The Gujarat elections may have truly tested Prime Minister Narendra Modi, but the results have eventually positioned him in a relatively comfortable place, from where he now has just one poll to plan for – the 2019 general elections.

How? Let’s not forget that however Modi-centric the BJP may appear today, he was, until 2013, one among the few successful BJP chief ministers. Yes, he was the senior-most, but not necessarily preferred by everyone in the BJP’s Delhi leadership.

BJP veteran and former deputy prime minister L.K. Advani at one time even floated Madhya Pradesh CM Shivraj Singh Chouhan’s name, but Modi trounced these challenges with a degree of aplomb, and then sealed it with an emphatic win in 2014.

Since then, every assembly election has been a litmus test for Modi’s popularity; and consequently, every victory a reaffirmation of his authority. The truth is that neither Modi nor Amit Shah can take their exalted status for granted within the BJP or the larger sangh parivar.

Modi knows it’s the winning scorecard that keeps his detractors at bay. This is why Bihar was a setback. This is also why it became important to form governments in Manipur and Goa (to keep the scorecard 3-2), despite a hands down victory in Uttar Pradesh earlier this year.

In fact, the break-up of the grand alliance and the return of Nitish Kumar into the NDA fold was no less a political victory in this endeavour.

But this franticness can now come to a pause with Gujarat, at least for the PM. Modi could not risk distancing himself from the elections, even though he was PM. As a result, the victory has placed him in a league beyond the other BJP CMs.

Chouhan, Raman Singh and Vasundhara Raje have to first match up to this effort before even being considered as challengers. This brings a greater degree of both reassurance and comfort, besides increased authority for Modi.

Similarly, the upcoming elections in Karnataka are more important for Congress president Rahul Gandhi – in fact, absolutely critical – than for Modi. But just like the other BJP CMs, the polls there will be vital for the party’s local stalwart and challenger, B.S. Yeddyurappa.

Essentially, from here on, state electoral victories or defeats are of little consequence to Modi in the run-up to the 2019 general elections.

Let’s not forget the BJP won the state elections in MP, Rajasthan and Chhattisgarh in 2003, but lost the general elections in 2004.

And in quite the opposite way, the Congress lost in Karnataka, MP and Chhattisgarh in 2008, but went on to win the 2009 general elections.
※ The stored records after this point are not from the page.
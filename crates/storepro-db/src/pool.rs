//! # Database Pool Management
//!
//! Connection pool creation and configuration for SQLite.
//!
//! ## WAL Mode
//! SQLite WAL (Write-Ahead Logging) mode is enabled for:
//! - Better concurrent read performance
//! - Readers don't block writers
//! - Writers don't block readers
//! - Better crash recovery

use sqlx::sqlite::{SqliteConnectOptions, SqliteJournalMode, SqlitePoolOptions, SqliteSynchronous};
use sqlx::SqlitePool;
use std::path::PathBuf;
use std::str::FromStr;
use std::time::Duration;
use tracing::{debug, info};

use crate::error::{DbError, DbResult};
use crate::migrations;
use crate::repository::product::ProductRepository;
use crate::repository::sale::SaleRepository;

// =============================================================================
// Configuration
// =============================================================================

/// Database configuration.
///
/// ## Example
/// ```rust,ignore
/// let config = DbConfig::new("/path/to/store.db")
///     .max_connections(5)
///     .min_connections(1);
/// ```
#[derive(Debug, Clone)]
pub struct DbConfig {
    /// Path to the SQLite database file.
    pub database_path: PathBuf,

    /// Maximum number of connections in the pool.
    /// Default: 5 (sufficient for a single-terminal store)
    pub max_connections: u32,

    /// Minimum number of connections to keep alive.
    /// Default: 1
    pub min_connections: u32,

    /// Connection timeout duration.
    /// Default: 30 seconds
    pub connect_timeout: Duration,

    /// Idle timeout before closing a connection.
    /// Default: 10 minutes
    pub idle_timeout: Duration,

    /// Whether to run migrations on connect.
    /// Default: true
    pub run_migrations: bool,
}

impl DbConfig {
    /// Creates a new database configuration with the given path.
    /// The file is created if it doesn't exist.
    pub fn new(path: impl Into<PathBuf>) -> Self {
        DbConfig {
            database_path: path.into(),
            max_connections: 5,
            min_connections: 1,
            connect_timeout: Duration::from_secs(30),
            idle_timeout: Duration::from_secs(600),
            run_migrations: true,
        }
    }

    /// Sets the maximum number of connections.
    pub fn max_connections(mut self, max: u32) -> Self {
        self.max_connections = max;
        self
    }

    /// Sets the minimum number of connections.
    pub fn min_connections(mut self, min: u32) -> Self {
        self.min_connections = min;
        self
    }

    /// Sets the connection timeout.
    pub fn connect_timeout(mut self, timeout: Duration) -> Self {
        self.connect_timeout = timeout;
        self
    }

    /// Sets whether to run migrations on connect.
    pub fn run_migrations(mut self, run: bool) -> Self {
        self.run_migrations = run;
        self
    }

    /// Creates an in-memory database configuration (for testing).
    ///
    /// ## Usage
    /// ```rust,ignore
    /// let db = Database::new(DbConfig::in_memory()).await?;
    /// // Database is isolated, perfect for tests
    /// ```
    pub fn in_memory() -> Self {
        DbConfig {
            database_path: PathBuf::from(":memory:"),
            max_connections: 1, // In-memory requires single connection
            min_connections: 1,
            connect_timeout: Duration::from_secs(5),
            idle_timeout: Duration::from_secs(60),
            run_migrations: true,
        }
    }
}

// =============================================================================
// Database
// =============================================================================

/// Main database handle providing repository access.
#[derive(Debug, Clone)]
pub struct Database {
    /// The SQLite connection pool.
    pool: SqlitePool,
}

impl Database {
    /// Creates a new database connection pool.
    ///
    /// ## What This Does
    /// 1. Creates the database file if it doesn't exist
    /// 2. Configures SQLite for a single-store terminal:
    ///    - WAL mode for concurrent reads
    ///    - NORMAL synchronous (balance of safety/speed)
    ///    - Foreign keys enabled
    /// 3. Creates the connection pool
    /// 4. Runs migrations (if enabled)
    pub async fn new(config: DbConfig) -> DbResult<Self> {
        info!(
            path = %config.database_path.display(),
            "Initializing database connection"
        );

        // sqlite://path creates file if not exists
        let connect_url = format!("sqlite://{}?mode=rwc", config.database_path.display());

        let connect_options = SqliteConnectOptions::from_str(&connect_url)
            .map_err(|e| DbError::ConnectionFailed(e.to_string()))?
            // WAL mode: readers don't block writers and vice versa
            .journal_mode(SqliteJournalMode::Wal)
            // NORMAL synchronous: data is safe from corruption, may lose
            // the last transaction on a power cut
            .synchronous(SqliteSynchronous::Normal)
            // SQLite ships with foreign keys off for backwards compatibility
            .foreign_keys(true)
            .create_if_missing(true);

        debug!("Connection options configured");

        let pool = SqlitePoolOptions::new()
            .max_connections(config.max_connections)
            .min_connections(config.min_connections)
            .acquire_timeout(config.connect_timeout)
            .idle_timeout(Some(config.idle_timeout))
            .connect_with(connect_options)
            .await
            .map_err(|e| DbError::ConnectionFailed(e.to_string()))?;

        info!(
            max_connections = config.max_connections,
            "Database pool created"
        );

        let db = Database { pool };

        if config.run_migrations {
            db.run_migrations().await?;
        }

        Ok(db)
    }

    /// Runs database migrations.
    ///
    /// Automatically called by `new()` unless disabled in the config.
    /// Idempotent: safe to run multiple times.
    pub async fn run_migrations(&self) -> DbResult<()> {
        info!("Running database migrations");
        migrations::run_migrations(&self.pool).await?;
        info!("Migrations complete");
        Ok(())
    }

    /// Returns a reference to the connection pool.
    ///
    /// For advanced queries not covered by repositories.
    /// Prefer using repository methods when available.
    pub fn pool(&self) -> &SqlitePool {
        &self.pool
    }

    /// Returns the product repository.
    pub fn products(&self) -> ProductRepository {
        ProductRepository::new(self.pool.clone())
    }

    /// Returns the sale repository.
    pub fn sales(&self) -> SaleRepository {
        SaleRepository::new(self.pool.clone())
    }

    /// Closes the database connection pool.
    ///
    /// After calling close, all repository operations will fail.
    pub async fn close(&self) {
        info!("Closing database connection pool");
        self.pool.close().await;
    }

    /// Checks if the database is healthy (can execute queries).
    pub async fn health_check(&self) -> bool {
        sqlx::query("SELECT 1").execute(&self.pool).await.is_ok()
    }
}

// =============================================================================
// Unit Tests
// =============================================================================
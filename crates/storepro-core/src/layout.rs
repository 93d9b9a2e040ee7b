//! Fixed-width text layout helpers shared by the receipt formatter and the
//! EOD report renderer. Both documents must align labels and values the
//! same way, so the routine lives here exactly once.

// =============================================================================
// Alignment
// =============================================================================

/// Renders a `label: value` line at the given width: the label (with a
/// trailing colon) is right-padded with `fill` to `width - value.len()`
/// columns, then the value is appended flush right.
///
/// ```rust
/// use storepro_core::layout::align;
///
/// assert_eq!(align("Cash", "$12.11", 20, ' '), "Cash:         $12.11");
/// assert_eq!(align("Total", "$5.00", 12, '.'), "Total:.$5.00");
/// ```
///
/// A label too long for the width is emitted unpadded; the line simply
/// overflows rather than truncating sale data.
pub fn align(label: &str, value: &str, width: usize, fill: char) -> String {
    let mut line = format!("{label}:");
    let target = width.saturating_sub(value.chars().count());
    while line.chars().count() < target {
        line.push(fill);
    }
    line.push_str(value);
    line
}

/// Centers text within the width (no trailing padding).
pub fn center(text: &str, width: usize) -> String {
    let len = text.chars().count();
    if len >= width {
        return text.to_string();
    }
    let mut line = " ".repeat((width - len) / 2);
    line.push_str(text);
    line
}

/// A full-width ruler line, e.g. `----------------`.
pub fn ruler(width: usize, fill: char) -> String {
    std::iter::repeat(fill).take(width).collect()
}

/// Greedy word wrap. Words longer than the width get a line of their own.
pub fn wrap_words(text: &str, width: usize) -> Vec<String> {
    let mut lines = Vec::new();
    let mut current = String::new();

    for word in text.split_whitespace() {
        if current.is_empty() {
            current.push_str(word);
        } else if current.chars().count() + 1 + word.chars().count() <= width {
            current.push(' ');
            current.push_str(word);
        } else {
            lines.push(std::mem::take(&mut current));
            current.push_str(word);
        }
    }
    if !current.is_empty() {
        lines.push(current);
    }
    lines
}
So, historically too, the outcomes in these state elections don’t necessarily impact the general elections.

The PM, therefore, has all of 2018 to work on his governance delivery indicators, which he wants to package in 2019 as his ‘reform-perform-transform’ scorecard.

On this front, the government would like to believe the worst is over, in terms of GST implementation and the shock from demonetisation, and that they will cease to be defining electoral issues.

The focus will shift to rural areas, farmer relief and swift implementation of the Pradhan Mantri Awas Yojana, a flagship programme the BJP will want to package along with the successful Ujjwala scheme. It will be a period of consolidation of past announcements and ensuring delivery on the ground.

At the same time, the Gujarat results will bring the focus back on caste-based reservations, an issue that the BJP embraced in UP, notwithstanding the hectoring to the Congress for playing the same card in Gujarat. The commission looking into reservation for OBCs will become relevant ahead of 2019.

It’s quite unlikely that the BJP will fully invest itself in any deeply divisive religious/communal issue that will detract from its big governance delivery package. But at the same time, these issues will be stoked every now and then to keep the pot boiling, and the cadre cohesive.

The big difference for Modi, however, will be to deal with a resurgent Congress trying to take on the BJP at every level — whether on the streets over the continuing agrarian distress, or on more progressive issues such as reservation for women in Parliament, or for that matter, a daily riposte on governance matters.

This will be a keen contest, one which Modi will come at from a position of advantage and relative comfort. Rahul Gandhi, meanwhile, will be on test from here on, election after election, until 2019.